| Action item |
What you need to produce from the material below is an exact transcription of the lines from the one with "the controller board" through the one with "state fan-out clients", both included, and no other line.

╭─ Data to use

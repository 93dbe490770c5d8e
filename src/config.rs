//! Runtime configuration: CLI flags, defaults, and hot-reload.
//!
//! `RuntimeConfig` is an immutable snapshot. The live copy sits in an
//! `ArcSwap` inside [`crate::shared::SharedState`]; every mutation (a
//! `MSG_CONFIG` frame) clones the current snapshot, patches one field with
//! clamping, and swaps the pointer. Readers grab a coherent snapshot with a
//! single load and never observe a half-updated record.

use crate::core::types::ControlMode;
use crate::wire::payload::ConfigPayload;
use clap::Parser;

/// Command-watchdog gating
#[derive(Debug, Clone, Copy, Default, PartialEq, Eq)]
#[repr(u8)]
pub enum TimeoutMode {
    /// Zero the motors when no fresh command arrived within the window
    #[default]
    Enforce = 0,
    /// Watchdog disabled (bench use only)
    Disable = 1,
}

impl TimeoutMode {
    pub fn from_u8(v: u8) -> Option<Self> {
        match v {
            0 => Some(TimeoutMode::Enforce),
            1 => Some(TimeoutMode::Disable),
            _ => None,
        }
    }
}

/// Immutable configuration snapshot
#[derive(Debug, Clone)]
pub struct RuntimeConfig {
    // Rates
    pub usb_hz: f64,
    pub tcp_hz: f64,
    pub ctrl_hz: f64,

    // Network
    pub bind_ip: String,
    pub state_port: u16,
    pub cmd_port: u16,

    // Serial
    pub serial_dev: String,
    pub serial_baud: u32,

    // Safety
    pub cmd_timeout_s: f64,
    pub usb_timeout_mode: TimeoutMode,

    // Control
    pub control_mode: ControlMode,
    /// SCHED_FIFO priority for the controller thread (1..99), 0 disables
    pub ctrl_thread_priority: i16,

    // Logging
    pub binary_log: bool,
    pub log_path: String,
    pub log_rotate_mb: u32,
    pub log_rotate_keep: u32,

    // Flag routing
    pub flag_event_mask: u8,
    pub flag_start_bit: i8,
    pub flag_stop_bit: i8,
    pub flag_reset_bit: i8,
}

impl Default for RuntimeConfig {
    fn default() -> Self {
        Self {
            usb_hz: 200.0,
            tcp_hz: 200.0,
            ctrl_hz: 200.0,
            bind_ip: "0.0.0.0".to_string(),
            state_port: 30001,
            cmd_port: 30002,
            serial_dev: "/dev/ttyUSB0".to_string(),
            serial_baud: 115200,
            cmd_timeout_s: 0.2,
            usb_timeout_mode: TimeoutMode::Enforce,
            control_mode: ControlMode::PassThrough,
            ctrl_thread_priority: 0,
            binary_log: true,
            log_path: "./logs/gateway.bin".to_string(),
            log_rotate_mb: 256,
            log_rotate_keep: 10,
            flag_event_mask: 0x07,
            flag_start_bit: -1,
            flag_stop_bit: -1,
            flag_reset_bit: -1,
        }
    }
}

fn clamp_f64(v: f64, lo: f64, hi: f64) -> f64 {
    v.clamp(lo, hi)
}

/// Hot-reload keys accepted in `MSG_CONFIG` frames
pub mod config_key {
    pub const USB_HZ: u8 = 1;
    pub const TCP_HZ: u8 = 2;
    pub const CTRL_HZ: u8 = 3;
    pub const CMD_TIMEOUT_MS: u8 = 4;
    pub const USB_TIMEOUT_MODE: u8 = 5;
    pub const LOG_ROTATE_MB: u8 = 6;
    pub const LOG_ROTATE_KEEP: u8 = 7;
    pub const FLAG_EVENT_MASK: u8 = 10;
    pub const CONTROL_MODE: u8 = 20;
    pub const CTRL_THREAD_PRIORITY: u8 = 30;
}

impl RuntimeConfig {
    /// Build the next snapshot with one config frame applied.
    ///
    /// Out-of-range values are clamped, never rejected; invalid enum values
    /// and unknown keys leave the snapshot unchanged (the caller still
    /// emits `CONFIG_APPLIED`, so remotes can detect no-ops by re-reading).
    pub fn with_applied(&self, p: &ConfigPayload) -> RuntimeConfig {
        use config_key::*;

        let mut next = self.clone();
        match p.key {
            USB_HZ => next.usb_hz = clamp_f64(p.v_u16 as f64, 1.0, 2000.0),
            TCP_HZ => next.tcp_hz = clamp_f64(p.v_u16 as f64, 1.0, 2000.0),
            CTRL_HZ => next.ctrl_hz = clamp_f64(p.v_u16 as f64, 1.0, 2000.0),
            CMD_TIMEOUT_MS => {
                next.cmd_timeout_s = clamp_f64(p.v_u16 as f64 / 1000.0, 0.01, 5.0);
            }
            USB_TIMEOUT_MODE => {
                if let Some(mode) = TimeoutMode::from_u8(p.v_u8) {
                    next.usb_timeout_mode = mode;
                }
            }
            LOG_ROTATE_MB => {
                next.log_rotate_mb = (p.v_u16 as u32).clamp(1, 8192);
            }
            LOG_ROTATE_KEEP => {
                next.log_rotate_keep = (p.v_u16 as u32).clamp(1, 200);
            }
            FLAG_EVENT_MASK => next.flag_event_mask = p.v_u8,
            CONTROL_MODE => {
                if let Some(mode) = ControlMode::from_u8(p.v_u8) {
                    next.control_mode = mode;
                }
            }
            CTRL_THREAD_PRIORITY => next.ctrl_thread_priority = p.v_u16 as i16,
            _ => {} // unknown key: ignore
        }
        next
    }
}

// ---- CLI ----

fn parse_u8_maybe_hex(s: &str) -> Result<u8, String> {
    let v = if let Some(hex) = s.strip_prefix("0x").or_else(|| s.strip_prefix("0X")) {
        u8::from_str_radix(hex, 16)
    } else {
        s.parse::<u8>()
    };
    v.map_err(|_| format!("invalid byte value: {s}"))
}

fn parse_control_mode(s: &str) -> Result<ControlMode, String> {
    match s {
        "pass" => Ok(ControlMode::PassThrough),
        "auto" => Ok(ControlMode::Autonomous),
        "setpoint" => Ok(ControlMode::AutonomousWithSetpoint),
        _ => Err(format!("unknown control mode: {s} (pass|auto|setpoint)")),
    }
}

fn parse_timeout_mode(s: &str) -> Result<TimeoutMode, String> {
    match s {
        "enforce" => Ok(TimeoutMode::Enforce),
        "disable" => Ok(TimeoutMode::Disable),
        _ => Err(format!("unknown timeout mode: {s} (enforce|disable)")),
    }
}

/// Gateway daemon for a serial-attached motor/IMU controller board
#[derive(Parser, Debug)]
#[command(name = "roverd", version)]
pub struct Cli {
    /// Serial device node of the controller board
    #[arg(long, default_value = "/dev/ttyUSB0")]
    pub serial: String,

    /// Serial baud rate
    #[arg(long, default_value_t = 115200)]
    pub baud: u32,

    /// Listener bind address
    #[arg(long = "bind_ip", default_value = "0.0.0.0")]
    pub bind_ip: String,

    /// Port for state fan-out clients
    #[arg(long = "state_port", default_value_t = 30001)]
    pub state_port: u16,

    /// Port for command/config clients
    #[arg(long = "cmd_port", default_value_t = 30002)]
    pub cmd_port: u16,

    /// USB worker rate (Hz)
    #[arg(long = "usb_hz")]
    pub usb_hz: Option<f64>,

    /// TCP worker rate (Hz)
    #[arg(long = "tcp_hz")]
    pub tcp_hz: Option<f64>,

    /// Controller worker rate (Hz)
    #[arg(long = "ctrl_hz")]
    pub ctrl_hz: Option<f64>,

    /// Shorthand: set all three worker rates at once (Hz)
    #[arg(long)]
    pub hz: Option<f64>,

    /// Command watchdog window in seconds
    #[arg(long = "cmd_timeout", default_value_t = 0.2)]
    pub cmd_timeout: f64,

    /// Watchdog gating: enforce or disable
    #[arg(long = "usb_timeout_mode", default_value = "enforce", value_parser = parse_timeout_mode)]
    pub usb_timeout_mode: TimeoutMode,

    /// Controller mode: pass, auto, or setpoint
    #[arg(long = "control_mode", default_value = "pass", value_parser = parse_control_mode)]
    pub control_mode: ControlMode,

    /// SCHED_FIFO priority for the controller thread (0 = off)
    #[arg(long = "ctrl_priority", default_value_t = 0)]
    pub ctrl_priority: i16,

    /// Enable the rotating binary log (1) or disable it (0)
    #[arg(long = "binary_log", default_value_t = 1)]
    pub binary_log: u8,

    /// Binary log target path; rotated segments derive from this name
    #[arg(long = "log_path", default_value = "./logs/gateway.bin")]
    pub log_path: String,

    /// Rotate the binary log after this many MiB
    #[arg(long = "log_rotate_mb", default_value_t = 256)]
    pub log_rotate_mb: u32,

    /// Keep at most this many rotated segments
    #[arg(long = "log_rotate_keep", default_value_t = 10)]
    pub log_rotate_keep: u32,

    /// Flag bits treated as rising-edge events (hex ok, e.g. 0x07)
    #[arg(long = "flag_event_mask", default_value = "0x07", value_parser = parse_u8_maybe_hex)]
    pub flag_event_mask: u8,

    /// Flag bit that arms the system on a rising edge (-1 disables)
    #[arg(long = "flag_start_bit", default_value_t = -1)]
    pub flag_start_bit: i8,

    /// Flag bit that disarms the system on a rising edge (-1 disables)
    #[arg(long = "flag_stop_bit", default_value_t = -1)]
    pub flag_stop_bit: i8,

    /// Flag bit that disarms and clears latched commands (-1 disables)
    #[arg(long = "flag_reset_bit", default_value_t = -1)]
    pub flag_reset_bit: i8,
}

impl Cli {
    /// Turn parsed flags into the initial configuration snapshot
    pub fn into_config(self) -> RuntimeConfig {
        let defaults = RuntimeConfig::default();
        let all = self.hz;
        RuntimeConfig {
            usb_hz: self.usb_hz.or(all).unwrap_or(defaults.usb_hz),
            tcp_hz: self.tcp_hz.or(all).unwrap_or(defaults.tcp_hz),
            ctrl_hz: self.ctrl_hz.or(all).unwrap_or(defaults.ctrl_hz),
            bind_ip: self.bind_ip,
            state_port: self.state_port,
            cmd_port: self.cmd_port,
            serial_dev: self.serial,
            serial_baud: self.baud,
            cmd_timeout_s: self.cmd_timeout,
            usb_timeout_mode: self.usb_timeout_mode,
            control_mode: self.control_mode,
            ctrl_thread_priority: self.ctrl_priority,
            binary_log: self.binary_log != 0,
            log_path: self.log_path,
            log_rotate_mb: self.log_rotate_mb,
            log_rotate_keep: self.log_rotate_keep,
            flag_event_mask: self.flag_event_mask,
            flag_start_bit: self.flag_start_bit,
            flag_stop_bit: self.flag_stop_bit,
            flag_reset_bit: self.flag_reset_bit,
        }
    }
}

╰─

| Reply |
    /// Serial device node of the controller board
    #[arg(long, default_value = "/dev/ttyUSB0")]
    pub serial: String,

    /// Serial baud rate
    #[arg(long, default_value_t = 115200)]
    pub baud: u32,

    /// Listener bind address
    #[arg(long = "bind_ip", default_value = "0.0.0.0")]
    pub bind_ip: String,

    /// Port for state fan-out clients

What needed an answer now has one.